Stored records
┄┄┄┄┄┄┄┄┄┄┄┄┄┄┄┄┄┄┄┄

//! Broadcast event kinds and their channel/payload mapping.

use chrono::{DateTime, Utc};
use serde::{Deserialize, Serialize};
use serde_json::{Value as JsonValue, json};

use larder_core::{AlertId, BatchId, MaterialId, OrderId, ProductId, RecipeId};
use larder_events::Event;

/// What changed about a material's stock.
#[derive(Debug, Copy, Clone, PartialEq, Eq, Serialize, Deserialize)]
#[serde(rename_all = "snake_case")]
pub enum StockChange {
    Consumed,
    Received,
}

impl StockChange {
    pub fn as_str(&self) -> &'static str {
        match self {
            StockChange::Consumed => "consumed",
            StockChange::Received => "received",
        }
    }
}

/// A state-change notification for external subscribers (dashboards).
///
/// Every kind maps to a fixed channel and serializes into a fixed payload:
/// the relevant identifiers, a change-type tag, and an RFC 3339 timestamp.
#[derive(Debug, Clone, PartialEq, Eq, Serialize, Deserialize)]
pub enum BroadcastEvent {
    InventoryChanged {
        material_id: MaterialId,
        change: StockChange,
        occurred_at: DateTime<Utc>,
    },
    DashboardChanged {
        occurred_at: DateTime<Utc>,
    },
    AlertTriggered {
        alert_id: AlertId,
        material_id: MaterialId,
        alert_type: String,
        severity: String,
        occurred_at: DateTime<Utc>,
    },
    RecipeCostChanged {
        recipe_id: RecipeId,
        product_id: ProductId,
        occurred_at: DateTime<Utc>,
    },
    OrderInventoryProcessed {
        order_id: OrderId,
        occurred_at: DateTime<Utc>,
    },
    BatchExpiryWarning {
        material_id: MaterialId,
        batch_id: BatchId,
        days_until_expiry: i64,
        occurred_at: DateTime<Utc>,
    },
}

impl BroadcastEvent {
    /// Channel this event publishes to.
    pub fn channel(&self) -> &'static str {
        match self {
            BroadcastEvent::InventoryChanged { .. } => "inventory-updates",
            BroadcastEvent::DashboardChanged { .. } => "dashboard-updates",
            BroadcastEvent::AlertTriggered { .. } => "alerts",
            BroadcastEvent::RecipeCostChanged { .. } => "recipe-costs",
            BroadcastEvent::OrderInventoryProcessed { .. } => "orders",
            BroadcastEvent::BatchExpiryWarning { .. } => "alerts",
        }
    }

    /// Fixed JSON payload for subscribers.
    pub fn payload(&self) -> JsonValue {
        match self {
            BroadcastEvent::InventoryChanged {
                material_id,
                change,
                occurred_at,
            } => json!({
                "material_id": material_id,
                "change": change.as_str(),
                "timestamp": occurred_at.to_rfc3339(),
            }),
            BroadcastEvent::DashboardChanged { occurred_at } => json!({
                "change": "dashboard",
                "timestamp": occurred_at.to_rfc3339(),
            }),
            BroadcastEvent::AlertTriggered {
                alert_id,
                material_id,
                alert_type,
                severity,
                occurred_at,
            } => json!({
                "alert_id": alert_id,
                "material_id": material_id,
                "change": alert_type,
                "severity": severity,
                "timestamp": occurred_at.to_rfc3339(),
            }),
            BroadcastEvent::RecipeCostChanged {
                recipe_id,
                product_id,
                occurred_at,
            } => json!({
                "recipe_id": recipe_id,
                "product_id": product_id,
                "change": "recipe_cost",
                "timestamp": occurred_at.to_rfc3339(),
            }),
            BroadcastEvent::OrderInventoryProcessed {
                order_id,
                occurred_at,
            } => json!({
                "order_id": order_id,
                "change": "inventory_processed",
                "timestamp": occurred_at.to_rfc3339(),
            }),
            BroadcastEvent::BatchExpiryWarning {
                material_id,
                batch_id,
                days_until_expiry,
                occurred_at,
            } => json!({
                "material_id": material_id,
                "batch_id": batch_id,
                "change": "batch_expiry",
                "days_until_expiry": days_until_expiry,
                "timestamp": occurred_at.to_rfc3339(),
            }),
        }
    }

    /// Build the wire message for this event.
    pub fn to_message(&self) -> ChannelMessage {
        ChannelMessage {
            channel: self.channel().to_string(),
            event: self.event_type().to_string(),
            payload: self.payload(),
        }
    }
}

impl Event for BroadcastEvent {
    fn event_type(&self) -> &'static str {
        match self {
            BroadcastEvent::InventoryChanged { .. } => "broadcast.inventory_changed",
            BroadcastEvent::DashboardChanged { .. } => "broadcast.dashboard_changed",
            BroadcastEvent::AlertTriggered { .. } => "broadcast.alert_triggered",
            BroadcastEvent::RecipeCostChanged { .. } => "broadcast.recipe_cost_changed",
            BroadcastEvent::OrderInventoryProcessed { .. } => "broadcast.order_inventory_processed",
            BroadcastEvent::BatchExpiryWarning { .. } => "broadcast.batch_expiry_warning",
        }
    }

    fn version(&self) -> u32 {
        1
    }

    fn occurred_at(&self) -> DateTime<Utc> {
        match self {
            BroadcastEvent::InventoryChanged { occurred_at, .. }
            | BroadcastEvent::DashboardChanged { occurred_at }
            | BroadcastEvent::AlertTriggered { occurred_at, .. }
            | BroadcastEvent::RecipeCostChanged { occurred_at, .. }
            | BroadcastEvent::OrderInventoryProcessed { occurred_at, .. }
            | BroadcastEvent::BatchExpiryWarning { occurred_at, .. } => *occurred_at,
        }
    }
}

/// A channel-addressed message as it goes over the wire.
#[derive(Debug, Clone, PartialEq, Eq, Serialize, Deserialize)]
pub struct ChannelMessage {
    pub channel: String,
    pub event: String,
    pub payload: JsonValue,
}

┄┄┄┄┄┄┄┄┄┄┄┄┄┄┄┄┄┄┄┄

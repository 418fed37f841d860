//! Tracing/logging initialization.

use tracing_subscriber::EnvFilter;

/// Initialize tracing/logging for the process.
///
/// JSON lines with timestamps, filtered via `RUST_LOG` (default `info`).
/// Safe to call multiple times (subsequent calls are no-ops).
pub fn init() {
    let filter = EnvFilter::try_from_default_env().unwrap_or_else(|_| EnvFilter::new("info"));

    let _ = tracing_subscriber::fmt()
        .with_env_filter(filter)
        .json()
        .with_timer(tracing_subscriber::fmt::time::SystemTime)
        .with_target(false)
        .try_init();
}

┄┄┄┄┄┄┄┄┄┄┄┄┄┄┄┄┄┄┄┄

What to produce:
In the records above, some lines hold the word "severity". Say how many, and nothing more.

Completed exercise:
3